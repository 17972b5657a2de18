// threat.rs - Threat definitions.

use std::fmt;

use serde::{Deserialize, Serialize};
use tm_model::{ElementKind, TargetKind, ThreatModel};

use crate::condition::{Condition, Subject};
use crate::error::EvalError;

/// Qualitative severity label carried by a threat definition.
#[derive(Debug, Clone, Copy, Default, PartialEq, Eq, PartialOrd, Ord, Serialize, Deserialize)]
#[serde(rename_all = "snake_case")]
pub enum Severity {
    Low,
    #[default]
    Medium,
    High,
    VeryHigh,
}

impl fmt::Display for Severity {
    fn fmt(&self, f: &mut fmt::Formatter<'_>) -> fmt::Result {
        let s = match self {
            Severity::Low => "low",
            Severity::Medium => "medium",
            Severity::High => "high",
            Severity::VeryHigh => "very_high",
        };
        f.pad(s)
    }
}

/// A catalog-defined security concern with a machine-evaluable predicate.
#[derive(Debug, Clone, PartialEq, Serialize, Deserialize)]
pub struct Threat {
    /// Stable id, e.g. `AC12`.
    pub id: String,
    pub description: String,
    #[serde(default, skip_serializing_if = "String::is_empty")]
    pub details: String,
    #[serde(default)]
    pub severity: Severity,
    /// Default CVSS-style score (0.0 to 10.0) for matched findings.
    #[serde(default, skip_serializing_if = "Option::is_none")]
    pub score: Option<f32>,
    /// Which kind of model entity this threat is evaluated against.
    pub target: TargetKind,
    /// Restricts element threats to these kinds. Empty means every kind.
    #[serde(default, skip_serializing_if = "Vec::is_empty")]
    pub element_kinds: Vec<ElementKind>,
    /// Written as nested single-key maps (`flag: {..}`, `all: [..]`).
    #[serde(with = "serde_yaml::with::singleton_map_recursive")]
    pub condition: Condition,
    #[serde(default, skip_serializing_if = "String::is_empty")]
    pub mitigations: String,
    #[serde(default, skip_serializing_if = "Vec::is_empty")]
    pub references: Vec<String>,
}

impl Threat {
    /// Whether this threat applies to `subject`.
    ///
    /// Subjects of another target kind, and elements excluded by the kind
    /// filter, never match and are not evaluated.
    pub fn applies(&self, model: &ThreatModel, subject: Subject<'_>) -> Result<bool, EvalError> {
        if !self.considers(subject) {
            return Ok(false);
        }
        self.condition.evaluate(model, subject)
    }

    /// Whether `subject` passes the target-kind and element-kind filters.
    pub fn considers(&self, subject: Subject<'_>) -> bool {
        if subject.kind() != self.target {
            return false;
        }
        match subject {
            Subject::Element(e) => {
                self.element_kinds.is_empty() || self.element_kinds.contains(&e.kind)
            }
            _ => true,
        }
    }
}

----

Goal of the exercise: Retype the listing from above, matching it exactly.

Your response:
repository 17972b5657a2de18
// threat.rs - Threat definitions.

use std::fmt;

use serde::{Deserialize, Serialize};
use tm_model::{ElementKind, TargetKind, ThreatModel};

use crate::condition::{Condition, Subject};
use crate::error::EvalError;

/// Qualitative severity label carried by a threat definition.
#[derive(Debug, Clone, Copy, Default, PartialEq, Eq, PartialOrd, Ord, Serialize, Deserialize)]
#[serde(rename_all = "snake_case")]
pub enum Severity {
    Low,
    #[default]
    Medium,
    High,
    VeryHigh,
}

impl fmt::Display for Severity {
    fn fmt(&self, f: &mut fmt::Formatter<'_>) -> fmt::Result {
        let s = match self {
            Severity::Low => "low",
            Severity::Medium => "medium",
            Severity::High => "high",
            Severity::VeryHigh => "very_high",
        };
        f.pad(s)
    }
}

/// A catalog-defined security concern with a machine-evaluable predicate.
#[derive(Debug, Clone, PartialEq, Serialize, Deserialize)]
pub struct Threat {
    /// Stable id, e.g. `AC12`.
    pub id: String,
    pub description: String,
    #[serde(default, skip_serializing_if = "String::is_empty")]
    pub details: String,
    #[serde(default)]
    pub severity: Severity,
    /// Default CVSS-style score (0.0 to 10.0) for matched findings.
    #[serde(default, skip_serializing_if = "Option::is_none")]
    pub score: Option<f32>,
    /// Which kind of model entity this threat is evaluated against.
    pub target: TargetKind,
    /// Restricts element threats to these kinds. Empty means every kind.
    #[serde(default, skip_serializing_if = "Vec::is_empty")]
    pub element_kinds: Vec<ElementKind>,
    /// Written as nested single-key maps (`flag: {..}`, `all: [..]`).
    #[serde(with = "serde_yaml::with::singleton_map_recursive")]
    pub condition: Condition,
    #[serde(default, skip_serializing_if = "String::is_empty")]
    pub mitigations: String,
    #[serde(default, skip_serializing_if = "Vec::is_empty")]
    pub references: Vec<String>,
}

impl Threat {
    /// Whether this threat applies to `subject`.
    ///
    /// Subjects of another target kind, and elements excluded by the kind
    /// filter, never match and are not evaluated.
    pub fn applies(&self, model: &ThreatModel, subject: Subject<'_>) -> Result<bool, EvalError> {
        if !self.considers(subject) {
            return Ok(false);
        }
        self.condition.evaluate(model, subject)
    }

    /// Whether `subject` passes the target-kind and element-kind filters.
    pub fn considers(&self, subject: Subject<'_>) -> bool {
        if subject.kind() != self.target {
            return false;
        }
        match subject {
            Subject::Element(e) => {
                self.element_kinds.is_empty() || self.element_kinds.contains(&e.kind)
            }
            _ => true,
        }
    }
}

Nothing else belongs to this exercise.